Developing Teacher Leaders: A Transformative Process

Developing Teacher Leaders

Today’s students are far different than the students sitting in classrooms not even two generations ago. In response to the varying needs of today’s students, we have heard the call for differentiation in the classroom. This call is often answered by teachers whose own varying needs are not met by those tasked with leading adult learning. Though managerial leadership has been the norm of educational leadership in the past, the time has come to embrace transformative leadership—the type of leadership that differentiates for the needs of the adults in the building in order to develop leaders of learning. Why should school leaders embrace this style of leadership? Because school transformation is a highly collaborative process and as John King, U.S. Secretary of Education states: “We don’t just want educators to be a part of the necessary change – we need them to lead it.” How does this leadership differ from other styles of leadership? It focuses on coaxing teachers through three stages of leadership in the same way that nature coaxes the butterfly through the stages of metamorphosis.

Build Them Up by Identifying Everyday Strengths

In the caterpillar stage, the primary objective is to eat and grow. A transformative leader helps a teacher grow by recognizing his or her contributions to the learning environment. Knowing that a teacher may not recognize these contributions as leadership, a transformative leader helps teachers recognize their everyday roles as leaders of learning. Drew Dudley helps us all understand the value of what he calls “everyday leadership” in his TED Talk by that same name. He states: “We’ve made leadership about changing the world, and there is no world. There’s only six billion understandings of it. And if you change one person’s understanding of it, understanding of what they’re capable of, understanding of how much people care about them, understanding of how powerful an agent for change they can be in this world, you’ve changed the whole thing.” A great tool for helping teachers recognize their everyday strengths is the article “Ten Roles for Teacher Leaders” which will help teachers recognize that their current contributions are indeed leadership.

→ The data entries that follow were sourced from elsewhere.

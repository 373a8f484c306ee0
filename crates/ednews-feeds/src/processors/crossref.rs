//! Crossref enrichment, as a DB-level postprocessor, an in-memory
//! postprocessor, and the legacy combined feed processor.

use async_trait::async_trait;
use ednews_core::Entry;
use ednews_crossref::{
    extract_doi_from_entry, normalize_doi, title_suitable_for_lookup, CrossrefClient, WorkMetadata,
};
use ednews_db::{article_exists, attach_doi_to_item, ensure_article, upsert_article, ArticleUpsert, ItemRow};
use sqlx::SqlitePool;

use super::rss::RssPreprocessor;
use crate::error::FeedError;
use crate::processor::{
    DbPostprocessor, EntryPostprocessor, FetchContext, PostContext, Preprocessor,
};

/// DOI for an entry: taken from the entry itself when present, else looked up
/// by title.
async fn resolve_doi(client: &CrossrefClient, entry: &Entry, ctx: &PostContext) -> Option<String> {
    if let Some(doi) = extract_doi_from_entry(entry, ctx.publication_id.as_deref()) {
        return Some(doi);
    }
    let title = entry.title.as_deref()?.trim();
    if !title_suitable_for_lookup(title) {
        tracing::debug!(source = %ctx.source_key, title, "title not suitable for DOI lookup");
        return None;
    }
    client
        .lookup_doi_by_title_or_none(title, ctx.publication_id.as_deref())
        .await
}

fn article_from_metadata(meta: &WorkMetadata, fallback_title: Option<&str>, ctx: &PostContext) -> ArticleUpsert {
    ArticleUpsert {
        doi: meta.doi.clone(),
        title: meta.title.clone().or_else(|| fallback_title.map(str::to_owned)),
        authors: meta.authors.clone(),
        abstract_text: meta.abstract_text.clone(),
        crossref_raw: Some(meta.raw.clone()),
        feed_id: Some(ctx.source_key.clone()),
        publication_id: ctx.publication_id.clone(),
        issn: ctx.issn.clone(),
        published: meta.published.clone(),
    }
}

/// Copy Crossref metadata onto an entry, keeping fields the feed already
/// supplied where Crossref has nothing.
fn merge_metadata(mut entry: Entry, meta: WorkMetadata) -> Entry {
    entry.doi = Some(meta.doi);
    if entry.title.as_deref().is_none_or(|t| t.trim().is_empty()) {
        entry.title = meta.title;
    }
    if meta.authors.is_some() {
        entry.authors = meta.authors;
    }
    if meta.abstract_text.is_some() {
        entry.abstract_text = meta.abstract_text;
    }
    if meta.published.is_some() {
        entry.published = meta.published;
    }
    entry.crossref_raw = Some(meta.raw);
    entry
}

/// Looks up DOIs for stored items, writes Articles, and links items to them.
#[derive(Debug, Clone)]
pub struct CrossrefDbPostprocessor {
    client: CrossrefClient,
}

impl CrossrefDbPostprocessor {
    #[must_use]
    pub fn new(client: CrossrefClient) -> Self {
        Self { client }
    }

    async fn enrich_row(
        &self,
        pool: &SqlitePool,
        row: &ItemRow,
        ctx: &PostContext,
    ) -> Result<bool, FeedError> {
        let entry = row.to_entry();
        let Some(doi) = resolve_doi(&self.client, &entry, ctx).await else {
            return Ok(false);
        };
        let Some(doi) = normalize_doi(&doi) else {
            return Ok(false);
        };

        if !article_exists(pool, &doi).await? {
            match self.client.fetch_metadata_or_none(&doi).await {
                Some(meta) => {
                    let article = article_from_metadata(&meta, entry.title.as_deref(), ctx);
                    if !upsert_article(pool, &article, &ctx.title_filters).await? {
                        return Ok(false);
                    }
                }
                None => {
                    ensure_article(
                        pool,
                        &doi,
                        entry.title.as_deref(),
                        Some(&ctx.source_key),
                        ctx.publication_id.as_deref(),
                        ctx.issn.as_deref(),
                    )
                    .await?;
                }
            }
        }

        attach_doi_to_item(pool, row.id, &doi).await?;
        tracing::debug!(source = %ctx.source_key, item_id = row.id, doi = %doi, "linked item to article");
        Ok(true)
    }
}

#[async_trait]
impl DbPostprocessor for CrossrefDbPostprocessor {
    fn name(&self) -> &str {
        "crossref"
    }

    async fn run(
        &self,
        pool: &SqlitePool,
        rows: &[ItemRow],
        ctx: &PostContext,
    ) -> Result<usize, FeedError> {
        let mut enriched = 0usize;
        for row in rows.iter().filter(|r| r.doi.as_deref().is_none_or(str::is_empty)) {
            if self.enrich_row(pool, row, ctx).await? {
                enriched += 1;
            }
        }
        tracing::info!(source = %ctx.source_key, enriched, rows = rows.len(), "crossref enrichment done");
        Ok(enriched)
    }
}

/// Enriches fetched entries in memory; the orchestrator persists the result.
#[derive(Debug, Clone)]
pub struct CrossrefEnricher {
    name: String,
    client: CrossrefClient,
}

impl CrossrefEnricher {
    #[must_use]
    pub fn new(name: &str, client: CrossrefClient) -> Self {
        Self {
            name: name.to_owned(),
            client,
        }
    }

    /// Enrich every entry; entries without a resolvable DOI pass through.
    pub async fn enrich(&self, entries: &[Entry], ctx: &PostContext) -> Vec<Entry> {
        let mut out = Vec::with_capacity(entries.len());
        for entry in entries {
            let meta = match resolve_doi(&self.client, entry, ctx).await {
                Some(doi) => self.client.fetch_metadata_or_none(&doi).await,
                None => None,
            };
            out.push(match meta {
                Some(meta) => merge_metadata(entry.clone(), meta),
                None => entry.clone(),
            });
        }
        out
    }
}

#[async_trait]
impl EntryPostprocessor for CrossrefEnricher {
    fn name(&self) -> &str {
        &self.name
    }

    async fn run(
        &self,
        entries: &[Entry],
        ctx: &PostContext,
    ) -> Result<Option<Vec<Entry>>, FeedError> {
        Ok(Some(self.enrich(entries, ctx).await))
    }
}

/// Legacy processor that fetched RSS and enriched it in one step.
#[derive(Debug, Clone)]
pub struct CrossrefFeedPreprocessor {
    rss: RssPreprocessor,
    enricher: CrossrefEnricher,
}

impl CrossrefFeedPreprocessor {
    #[must_use]
    pub fn new(client: CrossrefClient) -> Self {
        Self {
            rss: RssPreprocessor::new("crossref_feed_processor"),
            enricher: CrossrefEnricher::new("crossref_feed_processor", client),
        }
    }
}

#[async_trait]
impl Preprocessor for CrossrefFeedPreprocessor {
    fn name(&self) -> &str {
        self.rss.name()
    }

    async fn fetch(&self, ctx: &FetchContext) -> Result<Vec<Entry>, FeedError> {
        let entries = self.rss.fetch(ctx).await?;
        let post = PostContext {
            source_key: ctx.source_key.clone(),
            publication_id: ctx.publication_id.clone(),
            issn: ctx.issn.clone(),
            title_filters: Vec::new(),
        };
        Ok(self.enricher.enrich(&entries, &post).await)
    }
}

Push Them to Grow Through Sheltered Opportunities

Though the chrysalis stage appears to be a restful one for the caterpillar, it is anything but restful. In fact, this is the stage that is the most challenging for the caterpillar as its body literally transforms. A transformative leader recognizes when a teacher is ready to develop additional leadership skills and is willing to push the teacher to do so. This type of push may come in the form of asking a teacher to teach a new grade level after several years of success in a different grade level; asking a teacher to lead professional learning for his colleagues; or asking a teacher to chair a curriculum committee. Regardless of the look of the push, it will certainly take the teacher out of her comfort zone. We must end the practice of moving skilled teachers from the classroom and into the front office and calling that “teacher leadership.” Teacher Leadership was a topic of focus during the Fall 2014 ASCD Whole Child Symposium. In its report on the symposium, ASCD states: “Now more than ever, skilled classroom educators must hone their craft, mentor others, and grow professionally—while keeping one foot firmly inside the classroom.” A transformative leader recognizes her role in growing teacher leadership through the appropriate amount of push married with essential support and coaching.

Let Them Fly

Following metamorphosis, the caterpillar emerges as a butterfly but is not immediately ready to fly. Its wings are small and wet and its flight muscles are not quite prepared. So it is with teacher leaders. Following the transformative experiences set in motion by an effective leader, a teacher leader emerges but is often unsure of her ability to fly. She may still come to her school leader and ask questions such as “How would you address this issue?” A wise school leader would encourage the teacher leader to exercise those flight muscles by pushing back on the question with a question of his own: “I’m curious. How would you address this issue?” Feeling the support and encouragement of her leader, the teacher leader tentatively takes flight. With time, she recognizes the impact her leadership is having, seeks out additional opportunities to lead, and becomes an integral part of the school transformation culture.